Block 11: identify if supporting documentation is attached
Block 12: check the level at which the publication is released: CAP, Region, Wing, Group or Squadron
Block 13: enter the text or describe the figure/table as it currently reads in the publication
Block 14: describe exactly how the submitter believes the text, figure, table, etc. should be presented
Block 15: describe the rationale for why the recommended change is needed
Block 16: enter submitter’s name, grade, duty title and CAPID number
Block 17: enter submitter’s email address or phone number for contact regarding the recommended change
Section 1: completed by the respective Wing Commander.
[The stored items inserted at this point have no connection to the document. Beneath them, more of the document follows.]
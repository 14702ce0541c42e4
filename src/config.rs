//! Export configuration
//!
//! All sections are optional in the JSON form; missing values fall back to
//! the defaults below.

use crate::error::{ExportError, Result};
use crate::logging::LogConfig;
use serde::{Deserialize, Serialize};
use std::path::{Path, PathBuf};
use std::time::Duration;

// ============================================================================
// Page geometry
// ============================================================================

/// Page size and outer margin, in millimeters
#[derive(Debug, Clone, Copy, PartialEq, Serialize, Deserialize)]
#[serde(rename_all = "camelCase", default)]
pub struct PageGeometry {
    pub width_mm: f32,
    pub height_mm: f32,
    pub margin_mm: f32,
}

impl Default for PageGeometry {
    fn default() -> Self {
        Self::a4_portrait()
    }
}

impl PageGeometry {
    pub const A4_WIDTH_MM: f32 = 210.0;
    pub const A4_HEIGHT_MM: f32 = 297.0;
    pub const DEFAULT_MARGIN_MM: f32 = 10.0;

    pub fn a4_portrait() -> Self {
        Self {
            width_mm: Self::A4_WIDTH_MM,
            height_mm: Self::A4_HEIGHT_MM,
            margin_mm: Self::DEFAULT_MARGIN_MM,
        }
    }

    pub fn content_width(&self) -> f32 {
        self.width_mm - 2.0 * self.margin_mm
    }

    pub fn content_height(&self) -> f32 {
        self.height_mm - 2.0 * self.margin_mm
    }

    fn validate(&self) -> Result<()> {
        if self.width_mm <= 0.0 || self.height_mm <= 0.0 {
            return Err(ExportError::Config(format!(
                "page size must be positive, got {}x{}mm",
                self.width_mm, self.height_mm
            )));
        }
        if self.margin_mm < 0.0 || self.content_width() <= 0.0 || self.content_height() <= 0.0 {
            return Err(ExportError::Config(format!(
                "margin {}mm leaves no content area",
                self.margin_mm
            )));
        }
        Ok(())
    }
}

// ============================================================================
// Capture
// ============================================================================

#[derive(Debug, Clone, Serialize, Deserialize)]
#[serde(rename_all = "camelCase", default)]
pub struct CaptureConfig {
    pub direct_scale: f32,
    pub container_scale: f32,
    pub simple_scale: f32,
    /// Width of the off-screen container used by the container strategy
    pub container_width_px: u32,
    /// Upper bound for each embedded image to finish loading
    pub image_timeout_ms: u64,
    /// Side of the top-left block sampled by the content check
    pub content_sample_px: u32,
}

impl Default for CaptureConfig {
    fn default() -> Self {
        Self {
            direct_scale: 1.2,
            container_scale: 1.1,
            simple_scale: 1.0,
            container_width_px: 1200,
            image_timeout_ms: 2000,
            content_sample_px: 100,
        }
    }
}

impl CaptureConfig {
    pub fn image_timeout(&self) -> Duration {
        Duration::from_millis(self.image_timeout_ms)
    }

    fn validate(&self) -> Result<()> {
        for (name, scale) in [
            ("directScale", self.direct_scale),
            ("containerScale", self.container_scale),
            ("simpleScale", self.simple_scale),
        ] {
            if !(scale > 0.0 && scale.is_finite()) {
                return Err(ExportError::Config(format!("{} must be positive", name)));
            }
        }
        if self.container_width_px == 0 || self.content_sample_px == 0 {
            return Err(ExportError::Config(
                "containerWidthPx and contentSamplePx must be non-zero".to_string(),
            ));
        }
        Ok(())
    }
}

// ============================================================================
// Print & output
// ============================================================================

#[derive(Debug, Clone, Serialize, Deserialize)]
#[serde(rename_all = "camelCase", default)]
pub struct PrintConfig {
    /// How long to wait for the print window's load event before printing anyway
    pub load_fallback_ms: u64,
}

impl Default for PrintConfig {
    fn default() -> Self {
        Self {
            load_fallback_ms: 1000,
        }
    }
}

impl PrintConfig {
    pub fn load_fallback(&self) -> Duration {
        Duration::from_millis(self.load_fallback_ms)
    }
}

#[derive(Debug, Clone, Default, Serialize, Deserialize)]
#[serde(rename_all = "camelCase", default)]
pub struct OutputConfig {
    /// Where downloads land; the user's download directory when unset
    pub directory: Option<PathBuf>,
}

impl OutputConfig {
    pub fn resolve_directory(&self) -> PathBuf {
        self.directory
            .clone()
            .or_else(dirs::download_dir)
            .unwrap_or_else(std::env::temp_dir)
    }
}

// ============================================================================
// Root
// ============================================================================

#[derive(Debug, Clone, Serialize, Deserialize)]
#[serde(rename_all = "camelCase", default)]
pub struct ExportConfig {
    pub page: PageGeometry,
    pub capture: CaptureConfig,
    pub print: PrintConfig,
    pub output: OutputConfig,
    pub log: LogConfig,
    /// Currency used when the dataset filters do not name one
    pub currency: String,
}

impl Default for ExportConfig {
    fn default() -> Self {
        Self {
            page: PageGeometry::default(),
            capture: CaptureConfig::default(),
            print: PrintConfig::default(),
            output: OutputConfig::default(),
            log: LogConfig::default(),
            currency: "EUR".to_string(),
        }
    }
}

impl ExportConfig {
    pub fn from_json_str(json: &str) -> Result<Self> {
        let config: Self = serde_json::from_str(json)
            .map_err(|e| ExportError::Config(format!("invalid JSON: {}", e)))?;
        config.validate()?;
        Ok(config)
    }

    pub fn from_file(path: &Path) -> Result<Self> {
        let content = std::fs::read_to_string(path).map_err(|e| {
            ExportError::Config(format!("failed to read {}: {}", path.display(), e))
        })?;
        Self::from_json_str(&content)
    }

    pub fn validate(&self) -> Result<()> {
        self.page.validate()?;
        self.capture.validate()?;
        if self.currency.trim().is_empty() {
            return Err(ExportError::Config("currency must not be empty".to_string()));
        }
        Ok(())
    }
}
For wing-level publications, the wing commander will also complete Section
4.
Section 2: completed by the respective Region Commander. For region-level publications, the region commander will also complete
Section 4.
Section 3: completed by the publication’s OPR. The OPR, with the administrative officer’s assistance, assigns an optional tracking
number for reference.
Section 4: completed by the appropriate Approving Authority.
Determination is made on the appropriate use of the form. Upon
approval, the form is sent to the publication’s OPR to retain for consideration during the publication’s next revision
.
NOTE: all applicable sections are to be completed even if a preceding section indicates a “Do Not Concur.”